Design: Prospective study.

Setting: Department of Obstetrics and Gynecology, Tottori University Hospital, Yonago, Japan.

Patient(s): Twelve patients who underwent laparoscopic surgery.

Intervention(s): Endometriotic stromal cells were obtained from chocolate cyst linings of the ovary.

Main Outcome Measure(s): We determined the effect of TNF-alpha on the production of IL-6 and the effect of inhibitors for NF-kappaB and the MAPK pathway on IL-6 production using ELISA. Western blottings and electrophoretic mobility shift assays were used to detect activation of NF-kappaB and extracellular signal-regulated kinase 1/2 (ERK1/2).
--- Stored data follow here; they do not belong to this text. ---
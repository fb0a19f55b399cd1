//=========================================================================
// Content Handle
//=========================================================================
//
// Owned wrapper around one displayed content visual.
//
// Handles live in the HistoryStack. Ownership moves only when a handle
// is pushed or pruned; pruning ends in an explicit `dispose`.
//
//=========================================================================

//=== External Dependencies ===============================================

use log::debug;

//=== Visual Trait ========================================================

/// A displayable content object owned by the stage.
///
/// Rendering is the surface's business; the stage only needs to tell a
/// visual when it is destroyed for good.
///
/// ```rust
/// use aetheric_stage::prelude::*;
///
/// struct Panel;
///
/// impl Visual for Panel {}
/// ```
pub trait Visual: 'static {
    /// Called once when the owning handle is pruned from history.
    ///
    /// Default implementation does nothing.
    fn dispose(&mut self) {}
}

//=== ContentHandle =======================================================

/// One entry of the navigation history: a name plus the owned visual.
///
/// Names are navigation keys for prune-unto and need not be unique.
#[derive(Debug)]
pub struct ContentHandle<V: Visual> {
    name: String,
    visual: V,
}

impl<V: Visual> ContentHandle<V> {
    /// Wraps `visual` under `name`.
    pub fn new(name: impl Into<String>, visual: V) -> Self {
        Self {
            name: name.into(),
            visual,
        }
    }

    /// Navigation key of this entry.
    pub fn name(&self) -> &str {
        &self.name
    }

    /// The owned visual.
    pub fn visual(&self) -> &V {
        &self.visual
    }

    /// Mutable access to the owned visual, e.g. from an init hook.
    pub fn visual_mut(&mut self) -> &mut V {
        &mut self.visual
    }

    /// Destroys the handle, giving the visual its dispose callback.
    pub fn dispose(mut self) {
        debug!("Disposing content '{}'", self.name);
        self.visual.dispose();
    }
}

//=== ContentSource =======================================================

/// Where an Add/Replace operation gets its visual from.
pub enum ContentSource<V> {
    /// Asset identifier resolved through the stage's content resolver.
    Asset(String),

    /// A visual the caller already built.
    Instance(V),
}

impl<V> ContentSource<V> {
    /// Wraps a ready-made visual.
    pub fn instance(visual: V) -> Self {
        Self::Instance(visual)
    }
}

impl<V> From<&str> for ContentSource<V> {
    fn from(id: &str) -> Self {
        Self::Asset(id.to_string())
    }
}

impl<V> From<String> for ContentSource<V> {
    fn from(id: String) -> Self {
        Self::Asset(id)
    }
}

impl<V> std::fmt::Debug for ContentSource<V> {
    fn fmt(&self, f: &mut std::fmt::Formatter<'_>) -> std::fmt::Result {
        match self {
            Self::Asset(id) => f.debug_tuple("Asset").field(id).finish(),
            Self::Instance(_) => f.write_str("Instance(..)"),
        }
    }
}

//=== Tests ===============================================================
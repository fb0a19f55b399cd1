//=========================================================================
// Lock Counter
//=========================================================================
//
// Reentrant stage-wide input lock.
//
// Every transition holds one lock while it runs; unrelated long
// operations may hold their own. The indicator is visible while any
// holder remains.
//
//=========================================================================

//=== External Dependencies ===============================================

use log::warn;

//=== LockCounter =========================================================

/// Counts outstanding lock holders.
///
/// `lock` and `unlock` report whether the indicator visibility flipped, so
/// the owner only touches the surface on real changes.
#[derive(Debug, Default, Clone, PartialEq, Eq)]
pub struct LockCounter {
    count: usize,
}

impl LockCounter {
    /// Creates an unlocked counter.
    pub fn new() -> Self {
        Self { count: 0 }
    }

    /// Adds a holder. Returns `true` if the indicator just became visible.
    pub fn lock(&mut self) -> bool {
        self.count += 1;
        self.count == 1
    }

    /// Releases a holder, clamped at zero. Returns `true` if the indicator
    /// just became hidden.
    pub fn unlock(&mut self) -> bool {
        if self.count == 0 {
            warn!("Unlock requested with no outstanding lock holders");
            return false;
        }
        self.count -= 1;
        self.count == 0
    }

    /// Whether the indicator should be visible.
    pub fn is_locked(&self) -> bool {
        self.count > 0
    }

    /// Number of outstanding holders.
    pub fn holders(&self) -> usize {
        self.count
    }
}

//=== Tests ===============================================================
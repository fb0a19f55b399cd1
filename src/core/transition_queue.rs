//=========================================================================
// Transition Queue
//=========================================================================
//
// Strict FIFO serialization of content transitions.
//
// At most one transition is in flight. Requests issued meanwhile wait in
// `pending` and start, in order, as each predecessor settles.
//
// Flow:
//   enqueue() ──idle──> CurtainController::begin()
//             ──busy──> pending.push_back()
//
//   update()              → CurtainController::update()
//   handle_signal(Closed) → CurtainController::close()
//   handle_signal(Opened) → CurtainController::open() → settle()
//
//=========================================================================

//=== External Dependencies ===============================================

use std::collections::VecDeque;

use log::{debug, info, warn};

//=== Internal Dependencies ===============================================

use crate::core::content::{Operation, Visual};
use crate::core::context::StageContext;
use crate::core::curtain::{CurtainController, CurtainCue, CurtainPhase, CurtainSignal, Transition};

//=== Transition Queue ====================================================

/// In-flight slot plus the FIFO of requests waiting behind it.
pub(crate) struct TransitionQueue<V: Visual> {
    current: Option<Transition<V>>,
    pending: VecDeque<Operation<V>>,
    controller: CurtainController,
}

impl<V: Visual> TransitionQueue<V> {
    /// Creates an idle queue.
    pub(crate) fn new(controller: CurtainController) -> Self {
        Self {
            current: None,
            pending: VecDeque::new(),
            controller,
        }
    }

    //--- Queries ----------------------------------------------------------

    /// Returns true while a transition is in flight.
    pub(crate) fn is_busy(&self) -> bool {
        self.current.is_some()
    }

    /// Returns the number of transitions waiting behind the current one.
    pub(crate) fn len(&self) -> usize {
        self.pending.len()
    }

    /// Phase of the in-flight transition, or `Idle`.
    pub(crate) fn phase(&self) -> CurtainPhase {
        self.current
            .as_ref()
            .map_or(CurtainPhase::Idle, Transition::phase)
    }

    //--- Operations -------------------------------------------------------

    /// Starts `operation` right away if idle, otherwise queues it.
    pub(crate) fn enqueue(&mut self, operation: Operation<V>, context: &mut StageContext<V>) {
        if self.current.is_some() {
            debug!("Queueing {} behind {} pending", operation.label(), self.pending.len());
            self.pending.push_back(operation);
        } else {
            self.current = Some(self.controller.begin(operation, context));
        }
    }

    /// Advances the in-flight transition's curtain.
    pub(crate) fn update(&mut self, context: &mut StageContext<V>) {
        if let Some(current) = self.current.as_mut() {
            self.controller.update(current, context);
        }
    }

    /// Routes a curtain signal to the in-flight transition.
    pub(crate) fn handle_signal(&mut self, signal: CurtainSignal, context: &mut StageContext<V>) {
        let Some(current) = self.current.as_mut() else {
            warn!("Ignoring {:?} for transition {}: stage is idle", signal.cue, signal.transition);
            return;
        };

        if current.id() != signal.transition {
            warn!(
                "Ignoring stale {:?} for transition {} (current is {})",
                signal.cue,
                signal.transition,
                current.id()
            );
            return;
        }

        match signal.cue {
            CurtainCue::Closed => self.controller.close(current, context),
            CurtainCue::Opened => {
                if let Some(finished) = self.current.take() {
                    self.controller.open(finished, context);
                    self.settle(context);
                }
            }
        }
    }

    //--- Internal Helpers -------------------------------------------------

    // The next transition takes its lock before the finished one releases
    // its own, so the indicator stays up across a queued batch.
    fn settle(&mut self, context: &mut StageContext<V>) {
        if let Some(next) = self.pending.pop_front() {
            self.current = Some(self.controller.begin(next, context));
            self.controller.release(context);
        } else {
            self.controller.release(context);
            context.surface.set_curtain_layer_active(false);
            info!("Stage idle with {} history entries", context.history.len());
        }
    }
}
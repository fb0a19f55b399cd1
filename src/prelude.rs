//=========================================================================
// Prelude
//=========================================================================
//
// Convenience module that re-exports commonly used types and traits.
//
// Usage:
//   use aetheric_stage::prelude::*;
//
//=========================================================================

//=== Public API ==========================================================

// Stage facade
pub use crate::stage::{Stage, StageBuilder, StageStatus};

// Content and operations
pub use crate::core::content::{
    AddContent, ContentHandle, ContentSource, HistoryStack, ReplaceContent, RevertContent, Visual,
};

// Curtains
pub use crate::core::curtain::{
    CloseSignal, Curtain, CurtainPhase, CurtainSignals, CutCurtain, OpenSignal,
};

// Asset lookup
pub use crate::core::assets::{AssetRegistry, AssetResolver};

// Host integration and errors
pub use crate::core::{ErrorNotice, ErrorSink, ResolveError, StageError, StageSurface};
Result(s): The addition of TNF-alpha (0.1 ng/mL) significantly increased IL-6 protein in endometriotic stromal cells. Western blottings and electrophoretic mobility shift assays revealed that incubation with TNF-alpha induced degradation of inhibitor kappaB (I kappaB) and expression of phosphorylated ERK1/2. The NF-kappaB inhibitor (TPCK) and MAPK inhibitor (U0126) blocked the TNF-alpha-induced IL-6 expression. Electrophoretic mobility shift assay revealed that U0126 attenuated activator protein-1 (AP-1) activation induced by TNF-alpha.

Conclusion(s): These findings demonstrate that NF-kappaB and AP-1 activation is critical for TNF-alpha-induced IL-6 expression in endometriotic stromal cells. Novel therapeutic modalities targeting these molecules may be possible in the near future.